It Happened One Night

It was late. Linda was up having problems with her cough and I was watching TV in the bedroom with all the lights off. Our dog, Buddy, got into his mind that he needed to go outside, so I put on some clothes and carefully wound my way in the dark through the house to the sliding glass door that led to the back yard. I turned on the lights on the deck and Buddy and I spent a few minutes in the yard. I marveled at the moon, which was particularly bright and leaving shadows on the lawn, but the mosquitoes had found me and I encouraged Buddy to go back in. After I closed the sliding door and turned off the lights outside, I again carefully wound my way back to the bedroom. It was the only room with any light, which was coming from the television.

Linda was already back in bed when I slipped back in next to her and Buddy flopped back into his bed on the floor next to us.

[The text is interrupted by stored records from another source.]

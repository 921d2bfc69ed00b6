// This file is part of inplace-vec.
// SPDX-License-Identifier: MIT OR Apache-2.0

//! Iterator support for [`InplaceVec`](crate::InplaceVec).
//!
//! - `IntoIter<T, N>` yields by value and supports `DoubleEndedIterator`,
//!   `ExactSizeIterator`, and `FusedIterator`. Elements it does not yield are
//!   dropped with it.
//! - `&InplaceVec` and `&mut InplaceVec` iterate as slices.

// Crate imports
use crate::{storage::RawStorage, vec::InplaceVec};

// Core imports
use core::{fmt, iter::FusedIterator, mem::ManuallyDrop, ptr};

/// Owned iterator returned by `InplaceVec::into_iter()`.
///
/// Slots `[front, back)` of `storage` are live; everything else has been
/// moved out or was never initialized.
pub struct IntoIter<T, const N: usize> {
    pub(crate) storage: RawStorage<T, N>,
    pub(crate) front: usize,
    pub(crate) back: usize, // exclusive
}

impl<T, const N: usize> IntoIter<T, N> {
    /// Returns the elements not yet yielded.
    pub fn as_slice(&self) -> &[T] {
        let base = self.storage.as_ptr().wrapping_add(self.front);
        // SAFETY: `[front, back)` are live and `front <= back <= N`.
        unsafe { core::slice::from_raw_parts(base, self.back - self.front) }
    }

    /// Returns the elements not yet yielded, mutably.
    pub fn as_mut_slice(&mut self) -> &mut [T] {
        let base = self.storage.as_mut_ptr().wrapping_add(self.front);
        // SAFETY: as in `as_slice`, with exclusive access through `&mut self`.
        unsafe { core::slice::from_raw_parts_mut(base, self.back - self.front) }
    }
}

impl<T, const N: usize> Iterator for IntoIter<T, N> {
    type Item = T;
    fn next(&mut self) -> Option<T> {
        if self.front == self.back {
            return None;
        }
        let i = self.front;
        self.front += 1;
        // SAFETY: slot `i` was live and is now outside `[front, back)`, so it
        // is read exactly once.
        Some(unsafe { self.storage.slot(i).read() })
    }
    fn size_hint(&self) -> (usize, Option<usize>) {
        let rem = self.back - self.front;
        (rem, Some(rem))
    }
    fn nth(&mut self, n: usize) -> Option<T> {
        let skip = n.min(self.back - self.front);
        let skipped = ptr::slice_from_raw_parts_mut(
            self.storage.as_mut_ptr().wrapping_add(self.front),
            skip,
        );
        self.front += skip;
        // SAFETY: the skipped slots were live and are no longer tracked.
        unsafe { ptr::drop_in_place(skipped) };
        self.next()
    }
}

impl<T, const N: usize> DoubleEndedIterator for IntoIter<T, N> {
    fn next_back(&mut self) -> Option<T> {
        if self.front == self.back {
            return None;
        }
        self.back -= 1;
        // SAFETY: slot `back` was live and is now outside `[front, back)`.
        Some(unsafe { self.storage.slot(self.back).read() })
    }
    fn nth_back(&mut self, n: usize) -> Option<T> {
        let skip = n.min(self.back - self.front);
        self.back -= skip;
        let skipped =
            ptr::slice_from_raw_parts_mut(self.storage.as_mut_ptr().wrapping_add(self.back), skip);
        // SAFETY: the skipped slots were live and are no longer tracked.
        unsafe { ptr::drop_in_place(skipped) };
        self.next_back()
    }
}
impl<T, const N: usize> FusedIterator for IntoIter<T, N> {}
impl<T, const N: usize> ExactSizeIterator for IntoIter<T, N> {}

impl<T, const N: usize> Drop for IntoIter<T, N> {
    fn drop(&mut self) {
        // SAFETY: `[front, back)` are the remaining live values.
        unsafe { ptr::drop_in_place(self.as_mut_slice()) }
    }
}

impl<T: fmt::Debug, const N: usize> fmt::Debug for IntoIter<T, N> {
    fn fmt(&self, f: &mut fmt::Formatter<'_>) -> fmt::Result {
        f.debug_tuple("IntoIter").field(&self.as_slice()).finish()
    }
}

impl<'a, T, const N: usize> IntoIterator for &'a InplaceVec<T, N> {
    type Item = &'a T;
    type IntoIter = core::slice::Iter<'a, T>;
    fn into_iter(self) -> Self::IntoIter {
        self.as_slice().iter()
    }
}
impl<'a, T, const N: usize> IntoIterator for &'a mut InplaceVec<T, N> {
    type Item = &'a mut T;
    type IntoIter = core::slice::IterMut<'a, T>;
    fn into_iter(self) -> Self::IntoIter {
        self.as_mut_slice().iter_mut()
    }
}
impl<T, const N: usize> IntoIterator for InplaceVec<T, N> {
    type Item = T;
    type IntoIter = IntoIter<T, N>;
    fn into_iter(self) -> Self::IntoIter {
        let this = ManuallyDrop::new(self);
        let back = this.len;
        // SAFETY: `this` is never dropped, so the storage and the live values
        // in it move into the iterator exactly once.
        let storage = unsafe { ptr::read(&this.storage) };
        IntoIter {
            storage,
            front: 0,
            back,
        }
    }
}
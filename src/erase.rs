// This file is part of inplace-vec.
// SPDX-License-Identifier: MIT OR Apache-2.0

//! Free-function removal by value or predicate.

// Crate imports
use crate::vec::InplaceVec;

/// Moves every element for which `keep` returns `true` to the front, in
/// their original order, and returns how many were kept.
///
/// The removed elements end up in `[kept, len)` in unspecified order. Every
/// element stays live, so a panic in `keep` leaves the slice consistent.
pub(crate) fn stable_partition<T>(slice: &mut [T], mut keep: impl FnMut(&mut T) -> bool) -> usize {
    let mut kept = 0;
    for i in 0..slice.len() {
        if keep(&mut slice[i]) {
            slice.swap(kept, i);
            kept += 1;
        }
    }
    kept
}

/// Removes every element equal to `value` and returns how many were removed.
///
/// ```rust
/// use inplace_vec::{erase, InplaceVec};
///
/// let mut v: InplaceVec<i32, 6> = [1, 2, 1, 3, 1, 4].into();
/// assert_eq!(erase(&mut v, &1), 3);
/// assert_eq!(v, [2, 3, 4]);
/// ```
pub fn erase<T: PartialEq, const N: usize>(v: &mut InplaceVec<T, N>, value: &T) -> usize {
    erase_if(v, |x| x == value)
}

/// Removes every element matching `pred` and returns how many were removed.
///
/// Survivors keep their relative order. The predicate runs once per element,
/// front to back, and the removed block is dropped in one pass afterwards.
pub fn erase_if<T, F, const N: usize>(v: &mut InplaceVec<T, N>, mut pred: F) -> usize
where
    F: FnMut(&T) -> bool,
{
    let before = v.len();
    let kept = stable_partition(v.as_mut_slice(), |x| !pred(x));
    v.truncate(kept);
    before - kept
}
// This file is part of inplace-vec.
// SPDX-License-Identifier: MIT OR Apache-2.0

// Crate imports
use crate::{error::Error, policy::ensure, vec::InplaceVec};

// Core imports
use core::ptr;

impl<T, const N: usize> InplaceVec<T, N> {
    /// Splits the vector into two at index `at`.
    ///
    /// On success:
    /// - `self` is left containing the prefix `[0, at)`,
    /// - the returned vector contains the tail `[at, len)`, moved, not cloned.
    ///
    /// Reports [`Error::OutOfBounds`] through the error policy if `at > len`;
    /// `self` is unchanged in that case.
    #[track_caller]
    pub fn split_off(&mut self, at: usize) -> Result<Self, Error> {
        ensure(at <= self.len, Error::OutOfBounds)?;
        Ok(self.move_tail(at))
    }

    /// Moves `[at, len)` into a new vector. Requires `at <= len`.
    pub(crate) fn move_tail(&mut self, at: usize) -> Self {
        debug_assert!(at <= self.len);
        let tail_len = self.len - at;
        let mut other = Self::new();
        if tail_len > 0 {
            // SAFETY: `[at, len)` are live in `self` and `other` is empty with
            // the same capacity. Ownership transfers by updating both lengths
            // with nothing in between that can panic.
            unsafe {
                ptr::copy_nonoverlapping(self.storage.slot(at), other.as_mut_ptr(), tail_len);
                self.set_len(at);
                other.set_len(tail_len);
            }
        }
        other
    }
}
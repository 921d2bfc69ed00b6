// This file is part of inplace-vec.
// SPDX-License-Identifier: MIT OR Apache-2.0

// Crate imports
use crate::{error::Error, policy::ensure, storage::RawStorage, vec::InplaceVec};

impl<T, const N: usize> InplaceVec<T, N> {
    /// Constructs an empty vector. No `T` is constructed.
    #[inline]
    pub const fn new() -> Self {
        Self {
            storage: RawStorage::uninit(),
            len: 0,
        }
    }

    /// Constructs a vector holding `n` clones of `value`.
    ///
    /// Reports [`Error::Full`] through the error policy if `n > N`.
    #[track_caller]
    pub fn from_elem(n: usize, value: T) -> Result<Self, Error>
    where
        T: Clone,
    {
        ensure(n <= N, Error::Full)?;
        let mut v = Self::new();
        v.fill_to(n, || value.clone());
        Ok(v)
    }

    /// Constructs a vector holding `n` default values.
    ///
    /// Reports [`Error::Full`] through the error policy if `n > N`.
    #[track_caller]
    pub fn from_default(n: usize) -> Result<Self, Error>
    where
        T: Default,
    {
        ensure(n <= N, Error::Full)?;
        let mut v = Self::new();
        v.fill_to(n, T::default);
        Ok(v)
    }

    /// Appends values from `f` until `len == n`. Requires `n <= N`.
    pub(crate) fn fill_to(&mut self, n: usize, mut f: impl FnMut() -> T) {
        debug_assert!(n <= N);
        while self.len < n {
            // SAFETY: `len < n <= N`.
            unsafe { self.push_unchecked(f()) };
        }
    }
}

impl<T, const N: usize> Default for InplaceVec<T, N> {
    fn default() -> Self {
        Self::new()
    }
}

We were watching some documentary on Netflix and I was about to ask Linda if she thought she could get to sleep yet. Then it happened.

Something. Something big. It flew past the light of the TV screen, around the room a couple of times and back out the door of the bedroom and into the hallway. There was only one thing flew like that that I had ever seen. It was a bat!

We were well aware that there were bats in the neighborhood. We had even put up a bat house on our tallest tree to give them a place to stay during the day, but we rarely saw them. Now I was seeing one up close. Too close.

It was obvious to me that a bat had followed Buddy and I in from the yard when the sliding door was open. The only window that was open (in our bedroom) had a screen. Now we had bat frantically flying back and forth down our hallway.

It’s wingspan was well over a foot, but it did a good job of avoiding obstacles (like me) and didn’t run into any of the walls. I turned on some lights so that I could see better where it was. It kept flying back and forth from the living room and down the hall. Sporadically it would duck into one of the rooms off the hallway and then emerge to fly back to the living room. It kept flying constantly and did not settle on any furniture or other objects in the rooms. Even when I was in the hallway, the bat had no trouble flying right past me. This was unnerving even though I had no hair to tangle with. I didn’t have any idea what to do.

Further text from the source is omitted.